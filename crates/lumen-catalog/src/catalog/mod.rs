//! Product catalog module.
//!
//! Contains the product/variation model and catalog payload decoding.

mod product;
mod source;

pub use product::{split_values, Attribute, Image, Product, Variation};
pub use source::parse_catalog;
//! Lumen CLI - browse and get recommendations from a storefront catalog.
//!
//! Commands:
//! - `lumen recommend` - Rank products for a room / lighting / style choice
//! - `lumen filters` - Show filter options discovered from the catalog
//! - `lumen browse` - Search, filter, sort and page through products
//! - `lumen config` - Manage configuration

mod commands;
mod config;
mod context;
mod logging;
mod output;

use anyhow::Result;
use clap::{Parser, Subcommand};

use commands::{BrowseArgs, ConfigArgs, FiltersArgs, RecommendArgs};

/// Lumen - storefront catalog tools
#[derive(Parser)]
#[command(name = "lumen")]
#[command(author, version, about, long_about = None)]
#[command(propagate_version = true)]
struct Cli {
    /// Enable verbose output
    #[arg(short, long, global = true)]
    verbose: bool,

    /// Use JSON output format
    #[arg(long, global = true)]
    json: bool,

    /// Config file path
    #[arg(short, long, global = true)]
    config: Option<String>,

    /// Catalog JSON file (overrides the config)
    #[arg(long, global = true)]
    catalog: Option<String>,

    #[command(subcommand)]
    command: Commands,
}

#[derive(Subcommand)]
enum Commands {
    /// Recommend products for a room
    Recommend(RecommendArgs),

    /// List filter options found in the catalog
    Filters(FiltersArgs),

    /// Search and page through the catalog
    Browse(BrowseArgs),

    /// Manage configuration
    Config(ConfigArgs),
}

#[tokio::main]
async fn main() -> Result<()> {
    let cli = Cli::parse();

    // Setup output formatting
    let output = output::Output::new(cli.verbose, cli.json);

    // Load config
    let ctx = match context::Context::load(cli.config.as_deref(), cli.catalog.as_deref(), output.clone()) {
        Ok(ctx) => ctx,
        Err(e) => {
            output.error(&format!("{:#}", e));
            std::process::exit(1);
        }
    };

    logging::init(&ctx.config.logging, cli.verbose);
    tracing::debug!(config = ?ctx.config_path, "context loaded");

    // Execute command
    let result = match cli.command {
        Commands::Recommend(args) => commands::recommend::run(args, &ctx).await,
        Commands::Filters(args) => commands::filters::run(args, &ctx).await,
        Commands::Browse(args) => commands::browse::run(args, &ctx).await,
        Commands::Config(args) => commands::config::run(args, &ctx).await,
    };

    if let Err(e) = result {
        ctx.output.error(&format!("{:#}", e));
        std::process::exit(1);
    }

    Ok(())
}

----------

* Work instruction
Only lines holding the word "ConfigArgs" are wanted, so copy each of them from the records above.

* Task output
use commands::{BrowseArgs, ConfigArgs, FiltersArgs, RecommendArgs};
    Config(ConfigArgs),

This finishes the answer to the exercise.